Ile dziś kosztują auta kupione rok temu? Nawet 36% zysku w rok! Zakup samochodu może być świetną inwestycją. Powszechnie uważa się, że poza samochodami kolekcjonerskimi, zakup pojazdu to czysty wydatek. Pojazd z roku na rok tylko traci na wartości, a do niedawna samo wyjechanie nowym samochodem z salonu oznaczało spadek 10% jego wartości. Te wszystkie reguły zmieniła jednak pandemia i sytuacja w branży motoryzacyjnej. Kto rok temu kupił pickupa w wieku 4 – 6 lat, dzisiaj może go sprzedać o 36% drożej!
Nikogo nie trzeba już chyba przekonywać, że sytuacja na rynku motoryzacyjnym daleka jest od tej, jaką znaliśmy przed pandemią. Nowe samochody znacząco podrożały, ale to nie cena stanowi barierę, a brak samochodów. Klienci słyszą w salonach o konieczności oczekiwania na zamówione auto nawet przez 10-12 miesięcy! Siłą rzeczy to wpływa na zainteresowanie samochodami używanymi i w konsekwencji przekłada się na ich ceny.
Nowe auto traci na wartości? To nie takie pewne
W większości segmentów nadal musimy liczyć się z utratą wartości nowego samochodu, ale ten spadek jest mniejszy niż w przeszłości. Porównując ceny z lipca 2020 roku z tymi z czerwca 2021 roku najmniej stracili właściciele segmentu B (małe samochody miejskie np. Toyota Yaris). Ceny tych pojazdów w wieku do 3 lat spadły o zaledwie 3%. W pozostałych segmentach utrata wartości wynosi od 4 do 7%, ale są wyjątki.

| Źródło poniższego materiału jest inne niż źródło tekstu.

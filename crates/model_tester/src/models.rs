//! Models exercised by the tester.
//!
//! Each one covers a different way of declaring settings: plain wrappers
//! with constraints, wrappers declared in `set_defaults` with bind
//! listeners, process-wide statics, and an attribute-driven model with
//! deliberately mismatched defaults.

use config_model::{
    ConfigData, DataModel, EntryAttributes, EntryRegistry, FileModel, FileModelHooks, LogSource, MemberRegistry,
    ModelContext, ModelEntry, OrphanContext, PostBindContext, PreBindContext,
};
use config_store::{setting_enum, ConfigFile, ConfigReloadedEvent, SettingChangedEvent};
use once_cell::sync::Lazy;
use std::sync::Mutex;

/// Declarative example: a plain wrapper, a constrained wrapper with its own
/// key and a member left without any declaration.
#[derive(Debug, Default)]
pub struct ExampleModel {
    pub config_option1: ConfigData<f32>,
    pub config_option2: ConfigData<f32>,
    pub config_option3: ConfigData<i32>,
}

impl DataModel for ExampleModel {
    fn register<'a>(&'a mut self, members: &mut MemberRegistry<'a>) {
        members
            .member("ConfigOption1", &mut self.config_option1)
            .member("ConfigOption2", &mut self.config_option2)
            .member("ConfigOption3", &mut self.config_option3);
    }

    fn set_defaults(&mut self, ctx: &mut ModelContext) {
        ctx.section_name = Some("Example Section".to_string());
        self.config_option1 = ConfigData::new().with_default(100.0).with_description("Hello");
        self.config_option2 = ConfigData::new()
            .with_key("Config_Variable_Name")
            .with_default(10.0)
            .with_description("I'm running out of flavor text")
            .with_range(0.0, 50.0)
            .on_pre_bind(|ctx| ctx.log.debug(&format!("ConfigOption2 binding to {}", ctx.file)))
            .on_post_bind(|event| event.log.debug(&format!("ConfigOption2 bound as {}", event.entry.definition())));
    }
}

/// Declarative test model. `config_option2` is declared later, after the
/// model has been bound, to show how an uninitialized member behaves.
#[derive(Debug, Default)]
pub struct CdTestModel {
    pub config_option1: ConfigData<f32>,
    pub config_option2: Option<ConfigData<f32>>,
    pub config_option3: ConfigData<f32>,
}

impl DataModel for CdTestModel {
    fn register<'a>(&'a mut self, members: &mut MemberRegistry<'a>) {
        members
            .member("ConfigOption1", &mut self.config_option1)
            .member("ConfigOption2", &mut self.config_option2)
            .member("ConfigOption3", &mut self.config_option3);
    }

    fn set_defaults(&mut self, ctx: &mut ModelContext) {
        ctx.section_name = Some("Default".to_string());
        if let Some(log) = &ctx.log {
            log.warn("CdTestModel::set_defaults | started");
        }

        self.config_option1 = ConfigData::new()
            .with_default(10.0)
            .with_description("This is a config variable")
            .with_range(0.0, 100.0)
            .on_pre_bind(|ctx| ctx.log.warn("Pre bind called for ConfigOption1"))
            .on_post_bind(|event| {
                event.log.warn(&format!(
                    "Test model loaded: {} value is {} post-bind",
                    event.entry.definition().key,
                    event.entry.value()
                ))
            });
        self.config_option3 = ConfigData::new()
            .with_default(10.0)
            .with_description("This is config variable#3")
            .with_range(0.0, 100.0);
    }

    fn on_model_create(&mut self, _file: Option<&ConfigFile>, ctx: &mut ModelContext) {
        ctx.section_name = Some("wololoo".to_string());
        if let Some(log) = &ctx.log {
            log.warn("CdTestModel::on_model_create | was run");
        }
    }
}

pub static STATIC_VAR1: Lazy<Mutex<ConfigData<f32>>> =
    Lazy::new(|| Mutex::new(ConfigData::new().with_key("var1").with_default(1.0).with_description("Testing static fields")));

pub static STATIC_VAR2: Lazy<Mutex<ConfigData<String>>> = Lazy::new(|| {
    Mutex::new(
        ConfigData::new()
            .with_key("var2")
            .with_default("henlo".to_string())
            .with_description("Testing static fields"),
    )
});

/// A model whose only members are process-wide statics.
#[derive(Debug, Default)]
pub struct CdTestStaticModel;

impl DataModel for CdTestStaticModel {
    fn register<'a>(&'a mut self, members: &mut MemberRegistry<'a>) {
        members.shared("var1", &*STATIC_VAR1).shared("var2", &*STATIC_VAR2);
    }

    fn set_defaults(&mut self, ctx: &mut ModelContext) {
        ctx.section_name = Some("Static".to_string());
    }
}

setting_enum! {
    pub enum TestEnum {
        IndexA = -1,
        #[default]
        IndexB = 0,
        IndexC = 1,
        IndexD = 2,
    }
}

pub const TEST_MODEL_SECTION: &str = "This_Is_An_Example_Test_Section";
pub const RENAMED_TEST_SECTION: &str = "Example_Section";

/// Attribute-driven test model, including members whose declared default
/// does not match their type.
#[derive(Debug, Default)]
pub struct ConfigModelTestModel {
    pub model_name: ModelEntry<String>,
    pub model_value1: ModelEntry<i32>,
    pub model_value2: ModelEntry<f32>,
    pub model_value3: ModelEntry<i32>,
    pub model_value4: ModelEntry<i32>,
    pub model_value5: ModelEntry<TestEnum>,
    pub model_value6: ModelEntry<String>,
    pub model_value7: ModelEntry<i32>,
    pub model_value8: ModelEntry<TestEnum>,
}

impl FileModel for ConfigModelTestModel {
    fn section_name(&self) -> Option<&str> {
        Some(TEST_MODEL_SECTION)
    }

    fn register<'a>(&'a mut self, entries: &mut EntryRegistry<'a>) {
        entries
            .entry(
                "ModelName",
                &mut self.model_name,
                EntryAttributes::new().description("This is the model's name").default_value("Model A"),
            )
            .entry(
                "ModelValue1",
                &mut self.model_value1,
                EntryAttributes::new().description("This is the model's first value").default_value(10),
            )
            .entry(
                "ModelValue2",
                &mut self.model_value2,
                EntryAttributes::new()
                    .description("This is the model's second value, with a custom key.")
                    .key("CustomKey_ModelValue2")
                    .default_value(5.0f32),
            )
            .entry("ModelValue3", &mut self.model_value3, EntryAttributes::new().default_value(2))
            .entry("ModelValue4", &mut self.model_value4, EntryAttributes::new().description("Hello"))
            .entry(
                "ModelValue5",
                &mut self.model_value5,
                EntryAttributes::new().description("This is an Enum").default_value(TestEnum::IndexA),
            )
            .entry(
                "ModelValue6",
                &mut self.model_value6,
                EntryAttributes::new().description("This is text with a numeric default").default_value(20),
            )
            .entry(
                "ModelValue7",
                &mut self.model_value7,
                EntryAttributes::new()
                    .description("This is primitive type with the wrong default value type")
                    .default_value(1.5f32),
            )
            .entry(
                "ModelValue8",
                &mut self.model_value8,
                EntryAttributes::new()
                    .description("This is an Enum with a bad default value")
                    .default_value(2000),
            );
    }
}

/// Hooks of [`ConfigModelTestModel`]. They log what the model sees and
/// rename the declared section when no explicit section was given.
#[derive(Debug, Clone)]
pub struct TestModelHooks {
    log: LogSource,
}

impl TestModelHooks {
    pub fn new(log: LogSource) -> Self {
        Self { log }
    }
}

impl FileModelHooks for TestModelHooks {
    fn on_model_create(&mut self, _file: Option<&ConfigFile>, section_name: &mut String) {
        if section_name == TEST_MODEL_SECTION {
            *section_name = RENAMED_TEST_SECTION.to_string();
        }
    }

    fn pre_bind(&mut self, ctx: &mut PreBindContext<'_>) {
        self.log.trace(&format!("pre-bind {} as [{}] {}", ctx.member, ctx.section, ctx.key));
    }

    fn post_bind(&mut self, ctx: &PostBindContext<'_>) {
        self.log
            .trace(&format!("post-bind {} = {}", ctx.entry.definition(), ctx.entry.serialized_value()));
    }

    fn on_config_reloaded(&mut self, file: &ConfigFile, event: &ConfigReloadedEvent) {
        self.log.info(&format!(
            "{file} reloaded: {} changed, {} orphaned",
            event.changed, event.orphaned
        ));
    }

    fn on_setting_changed(&mut self, _file: &ConfigFile, event: &SettingChangedEvent) {
        self.log.debug(&format!(
            "{} changed from {} to {}",
            event.definition, event.old_value, event.new_value
        ));
    }

    fn on_orphaned_entry(&mut self, orphan: &OrphanContext<'_>) {
        self.log.warn(&format!(
            "{} holds '{}', which is not a valid {}; keeping {}",
            orphan.definition,
            orphan.stored_value,
            orphan.entry.setting_type(),
            orphan.entry.serialized_value()
        ));
    }

    fn on_config_file_migration(&mut self, old: &ConfigFile, new: &ConfigFile) {
        self.log.info(&format!("moved from {old} to {new}"));
    }
}

#[cfg(test)]
mod tests {
    use super::*;
    use config_model::{ConfigDataModel, ConfigFileExt, ConfigFileModel, MemberStatus};

    #[test]
    fn test_example_model_defaults() {
        let file = ConfigFile::in_memory();
        let model: ConfigDataModel<ExampleModel> = file.bind_data_model(None, None);

        assert_eq!(model.section_name(), Some("Example Section"));
        assert_eq!(model.config_option1.value(), 100.0);
        assert_eq!(model.config_option2.definition().unwrap().key, "Config_Variable_Name");
        assert_eq!(model.config_option3.value(), 0);
        model.config_option2.set_value(80.0);
        assert_eq!(model.config_option2.value(), 50.0);
    }

    #[test]
    fn test_cd_model_section_is_renamed_on_create() {
        let file = ConfigFile::in_memory();
        let model: ConfigDataModel<CdTestModel> = file.bind_data_model(None, None);

        assert_eq!(model.section_name(), Some("wololoo"));
        assert!(file.get::<f32>("wololoo", "ConfigOption1").is_some());
        let report = model.last_report().unwrap();
        assert_eq!(report.member("ConfigOption2").map(|m| &m.status), Some(&MemberStatus::Uninitialized));
        assert!(model.config_option2.as_ref().is_some_and(|data| !data.is_bound()));
    }

    #[test]
    fn test_test_model_conversions() {
        let file = ConfigFile::in_memory();
        let log = LogSource::new("test");
        let mut model = ConfigFileModel::with_hooks(ConfigModelTestModel::default(), TestModelHooks::new(log.clone()));
        model.bind(Some(&file), None, Some(&log));

        assert_eq!(model.section_name(), Some(RENAMED_TEST_SECTION));
        assert_eq!(model.model_name.value(), "Model A");
        assert_eq!(model.model_value2.entry().unwrap().definition().key, "CustomKey_ModelValue2");
        assert_eq!(model.model_value4.value(), 0);
        assert_eq!(model.model_value5.value(), TestEnum::IndexA);
        assert_eq!(model.model_value6.value(), "20");
        assert_eq!(model.model_value7.value(), 2);
        assert_eq!(model.model_value8.value(), TestEnum::IndexB);
    }

    #[test]
    fn test_explicit_section_is_kept() {
        let file = ConfigFile::in_memory();
        let mut model = ConfigFileModel::with_hooks(
            ConfigModelTestModel::default(),
            TestModelHooks::new(LogSource::default()),
        );
        model.bind(Some(&file), Some("TestSection"), None);

        assert_eq!(model.section_name(), Some("TestSection"));
        assert!(file.get::<i32>("TestSection", "ModelValue1").is_some());
    }
}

Jeżeli ktoś zdecydował się w przeszłości na zakup samochodu luksusowego, albo sportowego z segmentu F (na przykład BMW 7 albo Audi A8), to jego auto przez rok podrożało, już na rynku wtórnym, o 2,8%.
Auta jak wino. Im starsze, tym bardziej drożeją
Choć inflacja atakuje nasze portfele na każdym kroku, to na rynku motoryzacyjnym jej skala jest dosyć mocno zróżnicowana. Relatywnie najmniej podrożały najmniejsze samochody. W segmencie A (np. Toyota Aygo, Fiat 500) ceny wzrosły rok do roku o 4,9 – 8,9%. Co ciekawe, wyższy wzrost cen dotyczył egzemplarzy w wieku ponad 10 lat. Podobnie sytuacja wygląda w segmencie B (np. VW Polo), tutaj wzrosty nieco mniejsze od 2,6 – 6,1% i znowu najbardziej zdrożały najstarsze pojazdy.
Wśród nieco większych modeli z segmentu C (Toyota Corolla, Ford Focus) podobne tendencje, chociaż tutaj widełki cenowe zaczynają nam się rozwierać. Młodsze egzemplarze zdrożały o 1,2 – 1,8%, a te najstarsze (powyżej 10 lat) o 9,7%. Podobnie w segmencie większych samochodów kategorii D (np. Volkswagen Passat). Młodsze egzemplarze (w wieku 4-9 lat) zdrożały zaledwie o 0,5 do 0,9%, natomiast te najstarsze o ponad 11 procent!
Ciekawa dynamika cen wystąpiła rok do roku w segmencie E (Mercedes Klasa E, BMW 5, Volvo S90). Modele tych samochodów z przedziału wiekowego 4 – 6 lat potaniały o 2%. Natomiast te ponad 10-letnie zdrożały o 12,6%. Jeszcze droższe modele z segmentu F (BMW 7 czy Audi A8) to jeszcze większe rozwarstwienie. Ceny młodszych egzemplarzy rosły o 2,4 – 4,7% (odpowiednio dla wieku samochodu 7-10 lat oraz 4-7 lat). A te najstarsze (ponad 10 lat) aż o 21%.
Duży może więcej?
Czyżby ceny aut na rynku wtórnym rosły wraz z gabarytami, a nie tylko jego wiekiem? Prawdziwym hitem w minionym roku okazały się… pickup’y. Trudno jednoznacznie wskazać przyczyny tego stanu rzeczy. Prawdopodobnie wynika to z ograniczonej podaży tych samochodów na polskim rynku. Najbardziej zdrożały egzemplarze 4-6 letnie, bo ich cena wzrosła aż o 36%. Samochody nieco starsze kosztowały o 9% więcej, niż przed rokiem, a te ponad 10-letnie podrożały o 18%.